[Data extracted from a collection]
====

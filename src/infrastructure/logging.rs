use crate::infrastructure::error::InfraError;
use std::fs::OpenOptions;
use std::path::Path;
use std::sync::Mutex;
use tracing_subscriber::EnvFilter;

const DEFAULT_FILTER: &str = "info";
const LOG_FILE: &str = "pomosync.log";

fn env_filter() -> EnvFilter {
    EnvFilter::try_from_default_env().unwrap_or_else(|_| EnvFilter::new(DEFAULT_FILTER))
}

/// Installs the global subscriber. With a log directory, events are appended
/// to `pomosync.log` there; otherwise they go to stderr.
pub fn init_logging(logs_dir: Option<&Path>) -> Result<(), InfraError> {
    let builder = tracing_subscriber::fmt()
        .with_env_filter(env_filter())
        .with_target(false);

    let installed = match logs_dir {
        Some(dir) => {
            std::fs::create_dir_all(dir)?;
            let file = OpenOptions::new()
                .create(true)
                .append(true)
                .open(dir.join(LOG_FILE))?;
            builder
                .with_ansi(false)
                .with_writer(Mutex::new(file))
                .try_init()
        }
        None => builder.with_writer(std::io::stderr).try_init(),
    };

    installed.map_err(|error| InfraError::InvalidConfig(format!("failed to install logger: {error}")))
}
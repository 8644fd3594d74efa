use thiserror::Error;

#[derive(Debug, Error)]
pub enum InfraError {
    #[error("I/O error: {0}")]
    Io(#[from] std::io::Error),
    #[error("JSON error: {0}")]
    Json(#[from] serde_json::Error),
    #[error("SQLite error: {0}")]
    Sqlite(#[from] rusqlite::Error),
    #[error("Invalid config: {0}")]
    InvalidConfig(String),
    #[error("Validation failed: {0}")]
    Validation(String),
    #[error("Not found: {0}")]
    NotFound(String),
    #[error("Remote store unavailable: {0}")]
    RemoteUnavailable(String),
    #[error("Remote store rejected request (http {status}): {message}")]
    RemoteRejected { status: u16, message: String },
    #[error("Invalid remote response: {0}")]
    InvalidResponse(String),
    #[error("No authenticated user")]
    Unauthenticated,
    #[error("{0} is no longer running")]
    Stopped(String),
}

impl InfraError {
    /// Failures of the remote store that callers degrade to local-only operation.
    pub fn is_remote(&self) -> bool {
        matches!(
            self,
            InfraError::RemoteUnavailable(_)
                | InfraError::RemoteRejected { .. }
                | InfraError::InvalidResponse(_)
        )
    }

    pub fn lock_poisoned(what: &str, error: impl std::fmt::Display) -> Self {
        InfraError::InvalidConfig(format!("{what} lock poisoned: {error}"))
    }
}
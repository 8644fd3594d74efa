use crate::application::workspace::UserWorkspace;
use crate::domain::models::{Id, Notification, Session, Task, TaskPatch};
use crate::infrastructure::error::InfraError;
use std::sync::Arc;
use tracing::{info, warn};

/// User-facing task operations on one workspace. Remote failures degrade to
/// local-only changes that the next sync reconciles.
#[derive(Clone)]
pub struct TaskService {
    workspace: Arc<UserWorkspace>,
}

impl TaskService {
    pub fn new(workspace: Arc<UserWorkspace>) -> Self {
        Self { workspace }
    }

    pub async fn list_tasks(&self) -> Vec<Task> {
        self.workspace.tasks().await
    }

    pub async fn list_sessions(&self) -> Vec<Session> {
        let mut sessions = self.workspace.sessions().await;
        sessions.sort_by(|left, right| right.completed_at.cmp(&left.completed_at));
        sessions
    }

    pub async fn current_task(&self) -> Option<Task> {
        self.workspace.current_task().await
    }

    pub async fn add_task(&self, title: &str, description: &str) -> Result<Task, InfraError> {
        let draft = Task::new_local(self.workspace.user_id(), title, description, self.workspace.now())
            .map_err(InfraError::Validation)?;

        let task = match self
            .workspace
            .task_repository()
            .create(&draft.title, &draft.description)
            .await
        {
            Ok(task) => task,
            Err(error) => {
                warn!(user_id = %self.workspace.user_id(), %error, "failed to create task remotely, keeping it on this device");
                self.workspace.notify(Notification::warning(
                    "Saved offline",
                    "The task was saved on this device and will sync later.",
                ));
                draft
            }
        };

        let mut data = self.workspace.lock().await;
        data.tasks.push(task.clone());
        self.workspace.persist_tasks(&data);
        info!(user_id = %self.workspace.user_id(), task_id = %task.id, "task added");
        Ok(task)
    }

    pub async fn update_task(&self, task_id: &Id, patch: TaskPatch) -> Result<Task, InfraError> {
        let patch = patch.normalized().map_err(InfraError::Validation)?;
        if patch.is_empty() {
            return Err(InfraError::Validation(
                "task update must change at least one field".to_string(),
            ));
        }
        self.ensure_task(task_id).await?;

        let remote = match task_id {
            Id::Remote(remote_id) => {
                match self.workspace.task_repository().update(remote_id, &patch).await {
                    Ok(updated) => updated,
                    Err(error) => {
                        warn!(user_id = %self.workspace.user_id(), task_id = %task_id, %error, "failed to update task remotely");
                        self.workspace.notify(Notification::warning(
                            "Saved offline",
                            "The change was saved on this device only.",
                        ));
                        None
                    }
                }
            }
            Id::Local(_) => None,
        };

        let mut data = self.workspace.lock().await;
        let unseen = data.unseen_pomodoros(task_id);
        if patch.completed.is_some() {
            if let Some(state) = data.unpushed.get_mut(task_id) {
                state.completed = false;
            }
        }
        let Some(task) = data.task_mut(task_id) else {
            return Err(InfraError::NotFound(format!("task {task_id}")));
        };
        match remote {
            Some(mut updated) => {
                updated.pomodoros = updated.pomodoros.saturating_add(unseen);
                *task = updated;
            }
            None => patch.apply(task),
        }
        let updated = task.clone();
        self.workspace.persist_tasks(&data);
        info!(user_id = %self.workspace.user_id(), task_id = %task_id, "task updated");
        Ok(updated)
    }

    /// Marks the task completed and clears the current-task pointer if it
    /// pointed at it. An unknown id is a logged no-op.
    pub async fn complete_task(&self, task_id: &Id) -> Result<Option<Task>, InfraError> {
        let patch = TaskPatch {
            completed: Some(true),
            ..TaskPatch::default()
        };
        let updated = match self.update_task(task_id, patch).await {
            Ok(task) => task,
            Err(InfraError::NotFound(_)) => {
                warn!(user_id = %self.workspace.user_id(), task_id = %task_id, "complete requested for unknown task");
                return Ok(None);
            }
            Err(error) => return Err(error),
        };

        let mut data = self.workspace.lock().await;
        if data.current_task_id.as_ref() == Some(task_id) {
            data.current_task_id = None;
            self.workspace.persist_current_task(&data);
        }
        Ok(Some(updated))
    }

    pub async fn delete_task(&self, task_id: &Id) -> Result<bool, InfraError> {
        self.ensure_task(task_id).await?;

        if let Id::Remote(remote_id) = task_id {
            match self.workspace.task_repository().delete(remote_id).await {
                Ok(true) => {}
                Ok(false) => {
                    warn!(user_id = %self.workspace.user_id(), task_id = %task_id, "task was already gone remotely");
                }
                Err(error) => {
                    warn!(user_id = %self.workspace.user_id(), task_id = %task_id, %error, "failed to delete task remotely");
                }
            }
        }

        let mut data = self.workspace.lock().await;
        let before = data.tasks.len();
        data.tasks.retain(|task| &task.id != task_id);
        let removed = data.tasks.len() != before;
        if data.current_task_id.as_ref() == Some(task_id) {
            data.current_task_id = None;
            self.workspace.persist_current_task(&data);
        }
        self.workspace.persist_tasks(&data);
        info!(user_id = %self.workspace.user_id(), task_id = %task_id, "task deleted");
        Ok(removed)
    }

    pub async fn select_task(&self, task_id: Option<&Id>) -> Result<Option<Task>, InfraError> {
        let mut data = self.workspace.lock().await;
        let selected = match task_id {
            Some(task_id) => Some(
                data.task(task_id)
                    .cloned()
                    .ok_or_else(|| InfraError::NotFound(format!("task {task_id}")))?,
            ),
            None => None,
        };
        data.current_task_id = selected.as_ref().map(|task| task.id.clone());
        self.workspace.persist_current_task(&data);
        Ok(selected)
    }

    async fn ensure_task(&self, task_id: &Id) -> Result<(), InfraError> {
        let data = self.workspace.lock().await;
        if data.task(task_id).is_none() {
            return Err(InfraError::NotFound(format!("task {task_id}")));
        }
        Ok(())
    }
}
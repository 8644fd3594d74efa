use crate::infrastructure::error::InfraError;
use serde::{Deserialize, Serialize};
use std::fs;
use std::path::Path;
use std::time::Duration;

const APP_JSON: &str = "app.json";
const SUPPORTED_SCHEMA: u64 = 1;

pub const ENV_API_BASE_URL: &str = "POMOSYNC_API_BASE_URL";
pub const ENV_ACCESS_TOKEN: &str = "POMOSYNC_ACCESS_TOKEN";
pub const ENV_USER_ID: &str = "POMOSYNC_USER_ID";

#[derive(Debug, Clone, PartialEq, Eq, Serialize, Deserialize)]
#[serde(rename_all = "camelCase")]
pub struct AppConfig {
    pub api_base_url: Option<String>,
    #[serde(skip)]
    pub access_token: Option<String>,
    #[serde(skip)]
    pub user_id: Option<String>,
    pub sync_interval_seconds: u64,
    pub timer_state_debounce_millis: u64,
    pub request_timeout_seconds: u64,
    pub retry_max_attempts: u32,
    pub retry_base_delay_ms: u64,
}

impl Default for AppConfig {
    fn default() -> Self {
        Self {
            api_base_url: None,
            access_token: None,
            user_id: None,
            sync_interval_seconds: 300,
            timer_state_debounce_millis: 1000,
            request_timeout_seconds: 10,
            retry_max_attempts: 3,
            retry_base_delay_ms: 200,
        }
    }
}

impl AppConfig {
    pub fn sync_interval(&self) -> Duration {
        Duration::from_secs(self.sync_interval_seconds)
    }

    pub fn timer_state_debounce(&self) -> Duration {
        Duration::from_millis(self.timer_state_debounce_millis)
    }

    pub fn request_timeout(&self) -> Duration {
        Duration::from_secs(self.request_timeout_seconds)
    }

    pub fn validate(&self) -> Result<(), InfraError> {
        if self.sync_interval_seconds == 0 {
            return Err(InfraError::InvalidConfig(
                "syncIntervalSeconds must be > 0".to_string(),
            ));
        }
        if self.request_timeout_seconds == 0 {
            return Err(InfraError::InvalidConfig(
                "requestTimeoutSeconds must be > 0".to_string(),
            ));
        }
        if self.retry_max_attempts == 0 {
            return Err(InfraError::InvalidConfig(
                "retryMaxAttempts must be > 0".to_string(),
            ));
        }
        Ok(())
    }

    /// Environment values win over app.json. Blank values are ignored.
    pub fn apply_env_overrides<F>(mut self, lookup: F) -> Self
    where
        F: Fn(&str) -> Option<String>,
    {
        let read = |key: &str| {
            lookup(key)
                .map(|value| value.trim().to_string())
                .filter(|value| !value.is_empty())
        };
        if let Some(base_url) = read(ENV_API_BASE_URL) {
            self.api_base_url = Some(base_url);
        }
        if let Some(token) = read(ENV_ACCESS_TOKEN) {
            self.access_token = Some(token);
        }
        if let Some(user_id) = read(ENV_USER_ID) {
            self.user_id = Some(user_id);
        }
        self
    }
}

fn default_app_json() -> serde_json::Value {
    let defaults = AppConfig::default();
    serde_json::json!({
        "schema": SUPPORTED_SCHEMA,
        "apiBaseUrl": defaults.api_base_url,
        "syncIntervalSeconds": defaults.sync_interval_seconds,
        "timerStateDebounceMillis": defaults.timer_state_debounce_millis,
        "requestTimeoutSeconds": defaults.request_timeout_seconds,
        "retryMaxAttempts": defaults.retry_max_attempts,
        "retryBaseDelayMs": defaults.retry_base_delay_ms
    })
}

pub fn ensure_default_configs(config_dir: &Path) -> Result<(), InfraError> {
    let path = config_dir.join(APP_JSON);
    if !path.exists() {
        let formatted = serde_json::to_string_pretty(&default_app_json())?;
        fs::write(path, format!("{formatted}\n"))?;
    }
    Ok(())
}

fn read_config(path: &Path) -> Result<serde_json::Value, InfraError> {
    let raw = fs::read_to_string(path)?;
    let parsed: serde_json::Value = serde_json::from_str(&raw)?;
    let schema = parsed
        .get("schema")
        .and_then(serde_json::Value::as_u64)
        .ok_or_else(|| InfraError::InvalidConfig(format!("missing schema in {}", path.display())))?;
    if schema != SUPPORTED_SCHEMA {
        return Err(InfraError::InvalidConfig(format!(
            "unsupported schema {} in {}",
            schema,
            path.display()
        )));
    }
    Ok(parsed)
}

fn read_u64(app: &serde_json::Value, key: &str, default: u64) -> Result<u64, InfraError> {
    match app.get(key) {
        None | Some(serde_json::Value::Null) => Ok(default),
        Some(value) => value
            .as_u64()
            .ok_or_else(|| InfraError::InvalidConfig(format!("{key} must be a non-negative integer"))),
    }
}

pub fn load_app_config(config_dir: &Path) -> Result<AppConfig, InfraError> {
    let app = read_config(&config_dir.join(APP_JSON))?;
    let defaults = AppConfig::default();
    let retry_max_attempts = read_u64(&app, "retryMaxAttempts", u64::from(defaults.retry_max_attempts))?;
    let config = AppConfig {
        api_base_url: app
            .get("apiBaseUrl")
            .and_then(serde_json::Value::as_str)
            .map(str::trim)
            .filter(|value| !value.is_empty())
            .map(ToOwned::to_owned),
        access_token: None,
        user_id: None,
        sync_interval_seconds: read_u64(&app, "syncIntervalSeconds", defaults.sync_interval_seconds)?,
        timer_state_debounce_millis: read_u64(
            &app,
            "timerStateDebounceMillis",
            defaults.timer_state_debounce_millis,
        )?,
        request_timeout_seconds: read_u64(
            &app,
            "requestTimeoutSeconds",
            defaults.request_timeout_seconds,
        )?,
        retry_max_attempts: u32::try_from(retry_max_attempts).map_err(|_| {
            InfraError::InvalidConfig("retryMaxAttempts is out of range".to_string())
        })?,
        retry_base_delay_ms: read_u64(&app, "retryBaseDelayMs", defaults.retry_base_delay_ms)?,
    };
    config.validate()?;
    Ok(config)
}

pub fn load_configs<F>(config_dir: &Path, lookup: F) -> Result<AppConfig, InfraError>
where
    F: Fn(&str) -> Option<String>,
{
    Ok(load_app_config(config_dir)?.apply_env_overrides(lookup))
}

pub fn load_configs_from_env(config_dir: &Path) -> Result<AppConfig, InfraError> {
    load_configs(config_dir, |key| std::env::var(key).ok())
}
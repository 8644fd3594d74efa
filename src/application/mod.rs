pub mod bootstrap;
pub mod commands;
pub mod debounce;
pub mod integrity;
pub mod repository;
pub mod session_recorder;
pub mod sync;
pub mod task_service;
pub mod timer_engine;
pub mod timer_runner;
pub mod user_session;
pub mod workspace;
use crate::domain::models::{Counts, Session, Settings, Task, TaskPatch, TimerState};
use crate::infrastructure::error::InfraError;
use crate::infrastructure::wire::{
    decode_session, decode_settings, decode_task, decode_timer_state, encode_settings,
    encode_timer_state, CreateSessionRequest, CreateTaskRequest, SessionRecord, SettingsRecord,
    TaskRecord, TimerStateRecord, UpdateTaskRequest,
};
use async_trait::async_trait;
use reqwest::{Client, RequestBuilder, StatusCode};
use serde::de::DeserializeOwned;
use std::time::Duration;
use url::Url;

/// Persistence collaborator. Every record is owned by `user_id`; a missing
/// record is `Ok(None)` rather than an error.
#[async_trait]
pub trait RemoteStore: Send + Sync {
    async fn list_tasks(&self, user_id: &str) -> Result<Vec<Task>, InfraError>;

    async fn get_task(&self, user_id: &str, task_id: &str) -> Result<Option<Task>, InfraError>;

    async fn create_task(
        &self,
        user_id: &str,
        title: &str,
        description: &str,
    ) -> Result<Task, InfraError>;

    async fn update_task(
        &self,
        user_id: &str,
        task_id: &str,
        patch: &TaskPatch,
    ) -> Result<Option<Task>, InfraError>;

    async fn delete_task(&self, user_id: &str, task_id: &str) -> Result<bool, InfraError>;

    async fn list_sessions(&self, user_id: &str) -> Result<Vec<Session>, InfraError>;

    /// Creating a session also increments the task's pomodoro counter server-side.
    async fn create_session(
        &self,
        user_id: &str,
        task_id: &str,
        task_title: &str,
        duration: u32,
    ) -> Result<Session, InfraError>;

    async fn get_settings(&self, user_id: &str) -> Result<Option<Settings>, InfraError>;

    async fn update_settings(
        &self,
        user_id: &str,
        settings: &Settings,
    ) -> Result<Settings, InfraError>;

    async fn get_timer_state(&self, user_id: &str) -> Result<Option<TimerState>, InfraError>;

    async fn update_timer_state(
        &self,
        user_id: &str,
        state: &TimerState,
    ) -> Result<TimerState, InfraError>;

    async fn counts(&self, user_id: &str) -> Result<Counts, InfraError> {
        Ok(Counts {
            tasks: self.list_tasks(user_id).await?.len(),
            sessions: self.list_sessions(user_id).await?.len(),
        })
    }
}

#[derive(Debug, Clone)]
pub struct ReqwestRemoteStore {
    client: Client,
    base_url: Url,
    access_token: Option<String>,
}

#[derive(Debug, serde::Deserialize)]
struct ErrorPayload {
    error: Option<String>,
    message: Option<String>,
}

impl ReqwestRemoteStore {
    pub fn new(
        base_url: &str,
        access_token: Option<String>,
        timeout: Duration,
    ) -> Result<Self, InfraError> {
        let base_url = Url::parse(base_url.trim()).map_err(|error| {
            InfraError::InvalidConfig(format!("invalid api base url '{base_url}': {error}"))
        })?;
        if base_url.cannot_be_a_base() {
            return Err(InfraError::InvalidConfig(format!(
                "api base url '{base_url}' cannot be a base"
            )));
        }
        let client = Client::builder()
            .timeout(timeout)
            .build()
            .map_err(|error| InfraError::InvalidConfig(format!("failed to build http client: {error}")))?;
        Ok(Self {
            client,
            base_url,
            access_token: access_token
                .map(|token| token.trim().to_string())
                .filter(|token| !token.is_empty()),
        })
    }

    fn endpoint(&self, segments: &[&str]) -> Result<Url, InfraError> {
        let mut url = self.base_url.clone();
        {
            let mut path = url.path_segments_mut().map_err(|_| {
                InfraError::InvalidConfig("api base url cannot be a base".to_string())
            })?;
            path.pop_if_empty();
            for segment in segments {
                path.push(segment);
            }
        }
        Ok(url)
    }

    fn authorize(&self, request: RequestBuilder) -> RequestBuilder {
        match self.access_token.as_deref() {
            Some(token) => request.bearer_auth(token),
            None => request,
        }
    }

    fn rejected(status: StatusCode, body: &str) -> InfraError {
        let message = serde_json::from_str::<ErrorPayload>(body)
            .ok()
            .and_then(|payload| payload.error.or(payload.message))
            .map(|message| message.trim().to_string())
            .filter(|message| !message.is_empty())
            .unwrap_or_else(|| {
                if body.trim().is_empty() {
                    format!("http {}", status.as_u16())
                } else {
                    body.trim().to_string()
                }
            });
        InfraError::RemoteRejected {
            status: status.as_u16(),
            message,
        }
    }

    /// Sends the request and parses the JSON body. A 404 maps to `Ok(None)`.
    async fn send_json<T: DeserializeOwned>(
        &self,
        request: RequestBuilder,
        action: &str,
    ) -> Result<Option<T>, InfraError> {
        let response = self
            .authorize(request)
            .header(reqwest::header::ACCEPT, "application/json")
            .send()
            .await
            .map_err(|error| InfraError::RemoteUnavailable(format!("network error while {action}: {error}")))?;

        let status = response.status();
        let body = response
            .text()
            .await
            .map_err(|error| InfraError::RemoteUnavailable(format!("failed reading response while {action}: {error}")))?;

        if status == StatusCode::NOT_FOUND {
            return Ok(None);
        }
        if !status.is_success() {
            return Err(Self::rejected(status, &body));
        }

        let parsed = serde_json::from_str::<T>(&body).map_err(|error| {
            InfraError::InvalidResponse(format!("invalid payload while {action}: {error}; body={body}"))
        })?;
        Ok(Some(parsed))
    }

    async fn expect_json<T: DeserializeOwned>(
        &self,
        request: RequestBuilder,
        action: &str,
    ) -> Result<T, InfraError> {
        self.send_json(request, action)
            .await?
            .ok_or_else(|| InfraError::RemoteRejected {
                status: StatusCode::NOT_FOUND.as_u16(),
                message: format!("endpoint not found while {action}"),
            })
    }
}

#[async_trait]
impl RemoteStore for ReqwestRemoteStore {
    async fn list_tasks(&self, user_id: &str) -> Result<Vec<Task>, InfraError> {
        let request = self.client.get(self.endpoint(&["tasks"])?);
        let records: Vec<TaskRecord> = self.expect_json(request, "listing tasks").await?;
        records
            .into_iter()
            .map(|record| decode_task(record, user_id))
            .collect()
    }

    async fn get_task(&self, user_id: &str, task_id: &str) -> Result<Option<Task>, InfraError> {
        let request = self.client.get(self.endpoint(&["tasks", task_id])?);
        let record: Option<TaskRecord> = self.send_json(request, "fetching task").await?;
        record.map(|record| decode_task(record, user_id)).transpose()
    }

    async fn create_task(
        &self,
        user_id: &str,
        title: &str,
        description: &str,
    ) -> Result<Task, InfraError> {
        let request = self
            .client
            .post(self.endpoint(&["tasks"])?)
            .json(&CreateTaskRequest { title, description });
        let record: TaskRecord = self.expect_json(request, "creating task").await?;
        decode_task(record, user_id)
    }

    async fn update_task(
        &self,
        user_id: &str,
        task_id: &str,
        patch: &TaskPatch,
    ) -> Result<Option<Task>, InfraError> {
        let request = self
            .client
            .put(self.endpoint(&["tasks", task_id])?)
            .json(&UpdateTaskRequest::from(patch));
        let record: Option<TaskRecord> = self.send_json(request, "updating task").await?;
        record.map(|record| decode_task(record, user_id)).transpose()
    }

    async fn delete_task(&self, _user_id: &str, task_id: &str) -> Result<bool, InfraError> {
        let request = self.client.delete(self.endpoint(&["tasks", task_id])?);
        let response: Option<serde_json::Value> = self.send_json(request, "deleting task").await?;
        Ok(response.is_some())
    }

    async fn list_sessions(&self, user_id: &str) -> Result<Vec<Session>, InfraError> {
        let request = self.client.get(self.endpoint(&["sessions"])?);
        let records: Vec<SessionRecord> = self.expect_json(request, "listing sessions").await?;
        records
            .into_iter()
            .map(|record| decode_session(record, user_id))
            .collect()
    }

    async fn create_session(
        &self,
        user_id: &str,
        task_id: &str,
        task_title: &str,
        duration: u32,
    ) -> Result<Session, InfraError> {
        let request = self
            .client
            .post(self.endpoint(&["sessions"])?)
            .json(&CreateSessionRequest {
                task_id,
                task_title,
                duration,
            });
        let record: SessionRecord = self.expect_json(request, "creating session").await?;
        decode_session(record, user_id)
    }

    async fn get_settings(&self, _user_id: &str) -> Result<Option<Settings>, InfraError> {
        let request = self.client.get(self.endpoint(&["settings"])?);
        let record: Option<Option<SettingsRecord>> =
            self.send_json(request, "fetching settings").await?;
        Ok(record.flatten().map(decode_settings))
    }

    async fn update_settings(
        &self,
        _user_id: &str,
        settings: &Settings,
    ) -> Result<Settings, InfraError> {
        let request = self
            .client
            .put(self.endpoint(&["settings"])?)
            .json(&encode_settings(settings));
        let record: SettingsRecord = self.expect_json(request, "updating settings").await?;
        Ok(decode_settings(record))
    }

    async fn get_timer_state(&self, _user_id: &str) -> Result<Option<TimerState>, InfraError> {
        let request = self.client.get(self.endpoint(&["timer-state"])?);
        let record: Option<Option<TimerStateRecord>> =
            self.send_json(request, "fetching timer state").await?;
        Ok(record.flatten().map(decode_timer_state))
    }

    async fn update_timer_state(
        &self,
        _user_id: &str,
        state: &TimerState,
    ) -> Result<TimerState, InfraError> {
        let request = self
            .client
            .put(self.endpoint(&["timer-state"])?)
            .json(&encode_timer_state(state));
        let record: TimerStateRecord = self.expect_json(request, "updating timer state").await?;
        Ok(decode_timer_state(record))
    }
}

====

→ **ACTION ITEM**
Go through the entries above and pull out each line with "ReqwestRemoteStore" in it.

→ **OUTPUT FOR THIS EXERCISE**
pub struct ReqwestRemoteStore {
impl ReqwestRemoteStore {
impl RemoteStore for ReqwestRemoteStore {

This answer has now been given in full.